One plant from each of 30 field-collected fruits per population was raised in a greenhouse (tubs 7 × 7 × 8 cm; substrate 1:1 sand:peat; 16:8 light:dark cycle at ∼120 μE/m2s; temperature 20°C:16°C day:night; RH 50–70%). Twelve individuals per population were chosen at random as target plants for use in three types of crosses: self-pollination, outcrossing with a haphazardly chosen plant from the same population (WP), and outcrossing with a haphazardly chosen plant from a randomly chosen different population (between-population, BP; crossing design illustrated in Appendix Table S2). I performed hand pollinations at the bud-stage, when self-incompatibility is not yet (fully) expressed and can therefore be overcome. Immature anthers were first removed, and then anthers with pollen from another flower/plant were rubbed carefully over the stigma. Contamination was avoided by cleaning forceps after each pollination by holding over a flame and dipping into alcohol. I verified the absence of contamination by comparing the multilocus microsatellite genotypes of 100 offspring from 73 selfed and WP crosses with those of their parents. Failed crosses were repeated—outcrossings often with a different pollen donor—until a healthy looking fruit was produced. Failed crosses were those in which the ovaries did not develop fully; hence, there was neither fruit elongation nor much seed development. Success rate was similar among cross-types in selfing populations (mean ± SE for S-self: 0.79 ± 0.05, S-WP: 0.79 ± 0.04, S-BP: 0.84 ± 0.03). Failure was most likely due to physical damage. For outcrossing populations, reduced success rate of selfed crosses and to some extent WP crosses was probably due to partial expression of self-incompatibility at the bud stage (O-self: 0.48 ± 0.03, O-WP: 0.73 ± 0.03, O-BP: 0.85 ± 0.02).

COMMON GARDEN EXPERIMENT

Performance of offspring from the three kinds of crosses was assessed over 3 years in an outdoor garden experiment. When fruits were mature, I haphazardly chose three seeds from each seed family for measurement of seed length under a dissecting scope, and then transferred the seeds to a dark room at 3°C for 7 days. Four seeds per cross were germinated in each of two tubs, split into two blocks in separate air-conditioned greenhouse cabinets (16:8 light:dark at 100 μE/m2s; temperature 18°C:16°C; RH > 50%). Proportion of seeds germinated was scored 34–37 days after sowing.
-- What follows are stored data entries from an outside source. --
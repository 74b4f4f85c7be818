pub mod chunking;
pub mod clean;
pub mod summary;
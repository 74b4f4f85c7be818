pub mod query;
pub mod retrieved_record;
pub mod vector_search_config;
pub mod vector_search_error;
On 27–29 April 2009, 3 weeks after sowing, I removed all except for one randomly chosen seedling per tub, and transferred the tubs to an outdoor garden at the University of Zürich. Seedlings that germinated later were also removed unless there was no earlier seedling. The two tubs per cross were distributed over two garden beds, with positions within beds assigned at random. During the first summer the beds were covered with 50% shade cloth, watered daily, and provided with slug repellent and occasional insecticides. In July, infection by the white rust pathogen, Albugo candida, occurred, and affected plants were excluded from analyses of later life stages, except for multiplicative performance II (defined below).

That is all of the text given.